*WORK INSTRUCTIONS*
Among the records below, find the line that has "return Ok(Lookup::Hit(value));"; from there, give the lines again exactly, and stop after the line that has "debug!(cache = %self.name, evicted".

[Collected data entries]
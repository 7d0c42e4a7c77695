//! Memoized Function Module
//!
//! Wraps a computation with its own bounded cache.

use std::convert::Infallible;
use std::fmt::Debug;
use std::hash::Hash;
use std::num::NonZeroUsize;

use serde_json::{Map, Value};
use tracing::debug;

use crate::cache::{CacheStats, MemoStore};
use crate::error::MemoError;
use crate::memo::CallKey;

// == Lookup ==
/// Result of a memoized call, tagged with where it came from.
#[derive(Debug, Clone, PartialEq, Eq)]
pub enum Lookup<V> {
    /// Served from the cache without running the computation
    Hit(V),
    /// Freshly computed and stored
    Miss(V),
}

impl<V> Lookup<V> {
    pub fn is_hit(&self) -> bool {
        matches!(self, Lookup::Hit(_))
    }

    pub fn value(&self) -> &V {
        match self {
            Lookup::Hit(v) | Lookup::Miss(v) => v,
        }
    }

    pub fn into_value(self) -> V {
        match self {
            Lookup::Hit(v) | Lookup::Miss(v) => v,
        }
    }
}

// == Memoized ==
/// A computation together with the cache that remembers its results.
///
/// Each wrapper owns its cache; two wrappers never share entries even when
/// called with identical arguments. Only successful results are stored, so a
/// failing call is retried the next time it is made.
///
/// Keys must be `Hash + Eq`: any argument type that can be compared for
/// equality and hashed stably is accepted. Dynamic arguments go through
/// [`CallKey`], which rejects values without a stable identity.
pub struct Memoized<K, V, F> {
    /// Label used in log events
    name: String,
    /// Results keyed by argument signature
    store: MemoStore<K, V>,
    /// The wrapped computation
    func: F,
}

impl<K, V, F> Memoized<K, V, F>
where
    K: Hash + Eq + Clone + Debug,
    V: Clone,
{
    // == Constructor ==
    /// Wraps `func` with a cache holding at most `capacity` signatures.
    ///
    /// # Arguments
    /// * `func` - The computation to memoize
    /// * `capacity` - Maximum number of cached signatures, None for unbounded
    pub fn new(func: F, capacity: Option<NonZeroUsize>) -> Self {
        Self::named("memoized", func, capacity)
    }

    /// Same as `new`, with a name that appears in log events.
    pub fn named(name: impl Into<String>, func: F, capacity: Option<NonZeroUsize>) -> Self {
        Self {
            name: name.into(),
            store: MemoStore::new(capacity),
            func,
        }
    }

    /// Wraps `func` with a cache that never evicts.
    pub fn unbounded(func: F) -> Self {
        Self::new(func, None)
    }

    // == Core ==
    fn run<E>(
        &mut self,
        key: K,
        compute: impl FnOnce(&mut F, &K) -> Result<V, E>,
    ) -> Result<Lookup<V>, E> {
        if let Some(value) = self.store.lookup(&key).cloned() {
            debug!(cache = %self.name, key = ?key, "cache hit");
            return Ok(Lookup::Hit(value));
        }

        debug!(cache = %self.name, key = ?key, "cache miss, computing");
        let value = compute(&mut self.func, &key)?;

        if let Some(evicted) = self.store.insert(key, value.clone()) {
            debug!(cache = %self.name, evicted = ?evicted, "evicted oldest entry");
        }

        Ok(Lookup::Miss(value))
    }

    // == Invoke ==
    /// Returns the cached result for `key`, computing and storing it on a miss.
    pub fn invoke(&mut self, key: K) -> V
    where
        F: FnMut(&K) -> V,
    {
        self.invoke_traced(key).into_value()
    }

    /// Like `invoke`, reporting whether the result was a hit or a miss.
    pub fn invoke_traced(&mut self, key: K) -> Lookup<V>
    where
        F: FnMut(&K) -> V,
    {
        match self.run(key, |func, key| Ok::<V, Infallible>(func(key))) {
            Ok(lookup) => lookup,
            Err(never) => match never {},
        }
    }

    // == Try Invoke ==
    /// Fallible variant of `invoke`.
    ///
    /// An error from the computation is returned as is and nothing is cached.
    pub fn try_invoke<E>(&mut self, key: K) -> Result<V, E>
    where
        F: FnMut(&K) -> Result<V, E>,
    {
        self.try_invoke_traced(key).map(Lookup::into_value)
    }

    /// Like `try_invoke`, reporting whether the result was a hit or a miss.
    pub fn try_invoke_traced<E>(&mut self, key: K) -> Result<Lookup<V>, E>
    where
        F: FnMut(&K) -> Result<V, E>,
    {
        self.run(key, |func, key| func(key))
    }

    // == Inspection ==
    pub fn name(&self) -> &str {
        &self.name
    }

    /// Whether a result for `key` is currently cached. Does not count as a hit.
    pub fn contains(&self, key: &K) -> bool {
        self.store.contains(key)
    }

    /// Cached keys from oldest to newest insertion.
    pub fn keys(&self) -> impl Iterator<Item = &K> {
        self.store.keys()
    }

    /// Cached `(key, value)` pairs from oldest to newest insertion.
    pub fn snapshot(&self) -> Vec<(K, V)> {
        self.store.snapshot()
    }

    /// Read-only view of the underlying store.
    pub fn store(&self) -> &MemoStore<K, V> {
        &self.store
    }

    pub fn stats(&self) -> CacheStats {
        self.store.stats()
    }

    pub fn capacity(&self) -> Option<NonZeroUsize> {
        self.store.capacity()
    }

    pub fn len(&self) -> usize {
        self.store.len()
    }

    pub fn is_empty(&self) -> bool {
        self.store.is_empty()
    }

    /// Forgets every cached result.
    pub fn clear(&mut self) {
        self.store.clear();
    }
}

impl<V, F> Memoized<CallKey, V, F>
where
    V: Clone,
{
    // == Call ==
    /// Memoized call with dynamic positional and keyword arguments.
    ///
    /// Fails with `MemoError::UncacheableKey` (converted into `E`) before
    /// running anything if an argument cannot be canonicalized.
    pub fn call<E>(&mut self, args: &[Value], kwargs: &Map<String, Value>) -> Result<V, E>
    where
        F: FnMut(&CallKey) -> Result<V, E>,
        E: From<MemoError>,
    {
        self.call_traced(args, kwargs).map(Lookup::into_value)
    }

    /// Like `call`, reporting whether the result was a hit or a miss.
    pub fn call_traced<E>(
        &mut self,
        args: &[Value],
        kwargs: &Map<String, Value>,
    ) -> Result<Lookup<V>, E>
    where
        F: FnMut(&CallKey) -> Result<V, E>,
        E: From<MemoError>,
    {
        let key = CallKey::canonicalize(args, kwargs)?;
        self.try_invoke_traced(key)
    }
}
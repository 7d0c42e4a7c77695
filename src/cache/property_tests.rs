//! Property-Based Tests for Cache Module
//!
//! Uses proptest to check eviction and statistics invariants of the store
//! and the memoizing wrapper built on it.

use proptest::prelude::*;
use std::cell::RefCell;
use std::collections::{HashMap, HashSet};
use std::num::NonZeroUsize;

use serde_json::{Map, Value};

use crate::cache::MemoStore;
use crate::memo::{CallKey, Memoized};

// == Strategies ==
/// Generates small argument values so sequences repeat often
fn arg_strategy() -> impl Strategy<Value = u8> {
    0u8..16
}

fn capacity_strategy() -> impl Strategy<Value = NonZeroUsize> {
    (1usize..8).prop_map(|n| NonZeroUsize::new(n).unwrap())
}

/// Generates a list of distinct keys in a random order
fn distinct_keys_strategy() -> impl Strategy<Value = Vec<u32>> {
    prop::collection::hash_set(any::<u32>(), 1..40)
        .prop_flat_map(|set| Just(set.into_iter().collect::<Vec<_>>()).prop_shuffle())
}

proptest! {
    #![proptest_config(ProptestConfig::with_cases(100))]

    // The store never holds more than `capacity` entries after any insert.
    #[test]
    fn prop_capacity_bound(
        capacity in capacity_strategy(),
        keys in prop::collection::vec(arg_strategy(), 1..200)
    ) {
        let mut store = MemoStore::new(Some(capacity));

        for key in keys {
            if store.lookup(&key).is_none() {
                store.insert(key, key as u32 * 2);
            }
            prop_assert!(
                store.len() <= capacity.get(),
                "Cache size {} exceeds capacity {}",
                store.len(),
                capacity
            );
        }
    }

    // After inserting m distinct keys, exactly the last `capacity` remain, in order.
    #[test]
    fn prop_fifo_survivors(
        capacity in capacity_strategy(),
        keys in distinct_keys_strategy()
    ) {
        let mut store = MemoStore::new(Some(capacity));
        for key in &keys {
            store.insert(*key, ());
        }

        let expected: Vec<u32> = keys
            .iter()
            .skip(keys.len().saturating_sub(capacity.get()))
            .copied()
            .collect();
        let actual: Vec<u32> = store.keys().copied().collect();
        prop_assert_eq!(actual, expected);
    }

    // Hits between insertions never change which entries get evicted.
    #[test]
    fn prop_hits_do_not_reorder(
        capacity in capacity_strategy(),
        keys in distinct_keys_strategy(),
        hit_pattern in prop::collection::vec(any::<prop::sample::Index>(), 0..40)
    ) {
        let mut with_hits = MemoStore::new(Some(capacity));
        let mut without_hits = MemoStore::new(Some(capacity));

        for (i, key) in keys.iter().enumerate() {
            with_hits.insert(*key, ());
            without_hits.insert(*key, ());

            if let Some(index) = hit_pattern.get(i) {
                let present: Vec<u32> = with_hits.keys().copied().collect();
                let target = present[index.index(present.len())];
                prop_assert!(with_hits.lookup(&target).is_some());
            }
        }

        let a: Vec<u32> = with_hits.keys().copied().collect();
        let b: Vec<u32> = without_hits.keys().copied().collect();
        prop_assert_eq!(a, b);
    }

    // The wrapper computes exactly once per miss and the stats agree with a model.
    #[test]
    fn prop_memoized_matches_fifo_model(
        capacity in capacity_strategy(),
        calls in prop::collection::vec(arg_strategy(), 1..100)
    ) {
        let computed = RefCell::new(0u64);
        let mut memo = Memoized::new(
            |a: &u8| {
                *computed.borrow_mut() += 1;
                *a as u64 * *a as u64
            },
            Some(capacity),
        );

        // Reference model: insertion-ordered Vec
        let mut model: Vec<u8> = Vec::new();
        let mut expected_hits = 0u64;
        let mut expected_misses = 0u64;
        let mut expected_evictions = 0u64;

        for a in calls {
            let lookup = memo.invoke_traced(a);
            prop_assert_eq!(*lookup.value(), a as u64 * a as u64);

            if model.contains(&a) {
                expected_hits += 1;
                prop_assert!(lookup.is_hit());
            } else {
                expected_misses += 1;
                prop_assert!(!lookup.is_hit());
                model.push(a);
                if model.len() > capacity.get() {
                    model.remove(0);
                    expected_evictions += 1;
                }
            }
        }

        let stats = memo.stats();
        prop_assert_eq!(stats.hits, expected_hits, "Hits mismatch");
        prop_assert_eq!(stats.misses, expected_misses, "Misses mismatch");
        prop_assert_eq!(stats.evictions, expected_evictions, "Evictions mismatch");
        prop_assert_eq!(*computed.borrow(), expected_misses, "Computation count mismatch");
        prop_assert_eq!(memo.keys().copied().collect::<Vec<_>>(), model);
    }

    // Keyword argument order never changes the key.
    #[test]
    fn prop_kwargs_order_independent(
        kwargs in prop::collection::hash_map("[a-z]{1,6}", any::<i64>(), 0..8),
        args in prop::collection::vec(any::<i64>(), 0..4)
    ) {
        let args: Vec<Value> = args.into_iter().map(Value::from).collect();
        let mut pairs: Vec<(String, i64)> = kwargs.into_iter().collect();

        let forward: Map<String, Value> = pairs
            .iter()
            .map(|(k, v)| (k.clone(), Value::from(*v)))
            .collect();
        pairs.reverse();
        let backward: Map<String, Value> = pairs
            .iter()
            .map(|(k, v)| (k.clone(), Value::from(*v)))
            .collect();

        let a = CallKey::canonicalize(&args, &forward).unwrap();
        let b = CallKey::canonicalize(&args, &backward).unwrap();
        prop_assert_eq!(a, b);
    }

    // Unbounded stores keep every distinct key.
    #[test]
    fn prop_unbounded_keeps_everything(keys in prop::collection::vec(any::<u16>(), 0..300)) {
        let mut store = MemoStore::unbounded();
        let mut distinct = HashSet::new();
        let mut last_value = HashMap::new();

        for (i, key) in keys.into_iter().enumerate() {
            if store.lookup(&key).is_none() {
                store.insert(key, i);
                last_value.insert(key, i);
            }
            distinct.insert(key);
        }

        prop_assert_eq!(store.len(), distinct.len());
        prop_assert_eq!(store.stats().evictions, 0);
        for (key, value) in last_value {
            prop_assert_eq!(store.peek(&key), Some(&value));
        }
    }
}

*RESULT OF THIS EXERCISE*
            return Ok(Lookup::Hit(value));
        }

        debug!(cache = %self.name, key = ?key, "cache miss, computing");
        let value = compute(&mut self.func, &key)?;

        if let Some(evicted) = self.store.insert(key, value.clone()) {
            debug!(cache = %self.name, evicted = ?evicted, "evicted oldest entry");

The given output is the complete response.